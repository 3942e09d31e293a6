//! Ticket repository abstraction.

use chrono::NaiveDateTime;
use tracing::debug;

use crate::bulk::{apply_bulk_at, BulkAction, TicketSelection};
use crate::error::CoreDeskError;
use crate::ids::normalize_ticket_id;
use crate::models::Ticket;
use crate::ticket_update::{apply_ticket_update, TicketUpdate};
use crate::timestamps::current_timestamp;

/// Source of tickets consumed by the rules engine.
pub trait TicketRepository {
    /// All tickets in their stored order.
    fn list(&self) -> &[Ticket];

    /// Look up a ticket by identifier in either representation.
    ///
    /// # Errors
    /// Returns `CoreDeskError::TicketNotFound` if no ticket matches.
    fn get(&self, identifier: &str) -> Result<&Ticket, CoreDeskError>;

    /// Update a single ticket.
    ///
    /// # Errors
    /// Returns `CoreDeskError` if the ticket is missing or nothing changes.
    fn update(&mut self, identifier: &str, update: &TicketUpdate) -> Result<Ticket, CoreDeskError>;

    /// Apply a bulk action, returning the updated identifiers.
    fn bulk_update(&mut self, selection: &TicketSelection, action: &BulkAction) -> Vec<String>;
}

/// Repository holding tickets in memory.
#[derive(Debug, Clone, Default)]
pub struct InMemoryTicketRepository {
    tickets: Vec<Ticket>,
    fixed_now: Option<NaiveDateTime>,
}

impl InMemoryTicketRepository {
    pub fn new(tickets: Vec<Ticket>) -> Self {
        InMemoryTicketRepository {
            tickets,
            fixed_now: None,
        }
    }

    /// Repository stamping every mutation with `now` instead of the wall clock.
    pub fn with_fixed_clock(tickets: Vec<Ticket>, now: NaiveDateTime) -> Self {
        InMemoryTicketRepository {
            tickets,
            fixed_now: Some(now),
        }
    }

    /// Instant used for `updated_at` on the next mutation.
    pub fn now(&self) -> NaiveDateTime {
        self.fixed_now.unwrap_or_else(current_timestamp)
    }

    pub fn into_tickets(self) -> Vec<Ticket> {
        self.tickets
    }

    fn position(&self, identifier: &str) -> Result<usize, CoreDeskError> {
        let normalized = normalize_ticket_id(identifier);
        self.tickets
            .iter()
            .position(|ticket| ticket.id == normalized)
            .ok_or(CoreDeskError::TicketNotFound(normalized))
    }
}

impl TicketRepository for InMemoryTicketRepository {
    fn list(&self) -> &[Ticket] {
        &self.tickets
    }

    fn get(&self, identifier: &str) -> Result<&Ticket, CoreDeskError> {
        let index = self.position(identifier)?;
        Ok(&self.tickets[index])
    }

    fn update(&mut self, identifier: &str, update: &TicketUpdate) -> Result<Ticket, CoreDeskError> {
        let index = self.position(identifier)?;
        let now = self.now();
        let ticket = &mut self.tickets[index];
        apply_ticket_update(ticket, update, now)?;
        debug!(ticket = %ticket.id, "updated ticket");
        Ok(ticket.clone())
    }

    fn bulk_update(&mut self, selection: &TicketSelection, action: &BulkAction) -> Vec<String> {
        let now = self.now();
        apply_bulk_at(&mut self.tickets, selection, action, now)
    }
}
use std::fs;

use cucumber::{given, then, when};
use tempfile::TempDir;

use coredesk::cli::run_from_args_with_output;

use crate::step_definitions::world::CoreDeskWorld;

fn run_cli(world: &mut CoreDeskWorld, command: &str) {
    let args = shell_words::split(command).expect("parse command");
    let cwd = world
        .working_directory
        .as_ref()
        .expect("working directory not set");

    match run_from_args_with_output(args, cwd.as_path()) {
        Ok(output) => {
            world.exit_code = Some(0);
            world.stdout = Some(output.stdout);
            world.stderr = Some(String::new());
        }
        Err(error) => {
            world.exit_code = Some(1);
            world.stdout = Some(String::new());
            world.stderr = Some(error.to_string());
        }
    }
}

#[given("an empty working directory")]
fn given_empty_working_directory(world: &mut CoreDeskWorld) {
    let temp_dir = TempDir::new().expect("tempdir");
    let root = temp_dir.path().join("desk");
    fs::create_dir_all(&root).expect("create working directory");
    world.working_directory = Some(root);
    world.temp_dir = Some(temp_dir);
}

#[given(expr = "a configuration file containing {string}")]
fn given_configuration_file(world: &mut CoreDeskWorld, contents: String) {
    let root = world.working_directory.as_ref().expect("working directory");
    fs::write(root.join(".coredesk.yml"), contents.replace("\\n", "\n")).expect("write config");
}

#[when(expr = "I run {string}")]
fn when_i_run(world: &mut CoreDeskWorld, command: String) {
    run_cli(world, &command);
}

#[then("the command succeeds")]
fn then_command_succeeds(world: &mut CoreDeskWorld) {
    assert_eq!(world.exit_code, Some(0), "stderr: {:?}", world.stderr);
}

#[then(expr = "the command fails with {string}")]
fn then_command_fails_with(world: &mut CoreDeskWorld, message: String) {
    assert_eq!(world.exit_code, Some(1));
    assert_eq!(world.stderr.as_deref(), Some(message.as_str()));
}

#[then(expr = "stdout contains {string}")]
fn then_stdout_contains(world: &mut CoreDeskWorld, text: String) {
    let stdout = world.stdout.as_deref().unwrap_or_default();
    assert!(stdout.contains(&text), "stdout: {stdout}");
}

#[then(expr = "stdout does not contain {string}")]
fn then_stdout_does_not_contain(world: &mut CoreDeskWorld, text: String) {
    let stdout = world.stdout.as_deref().unwrap_or_default();
    assert!(!stdout.contains(&text), "stdout: {stdout}");
}

#[then(expr = "stdout has {int} lines")]
fn then_stdout_line_count(world: &mut CoreDeskWorld, count: usize) {
    let stdout = world.stdout.as_deref().unwrap_or_default();
    assert_eq!(stdout.lines().count(), count, "stdout: {stdout}");
}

Exercise instructions
Where in the entries does the word "position" occur? Copy out each line that has it.

Output for this task
    fn position(&self, identifier: &str) -> Result<usize, CoreDeskError> {
            .position(|ticket| ticket.id == normalized)
        let index = self.position(identifier)?;
        let index = self.position(identifier)?;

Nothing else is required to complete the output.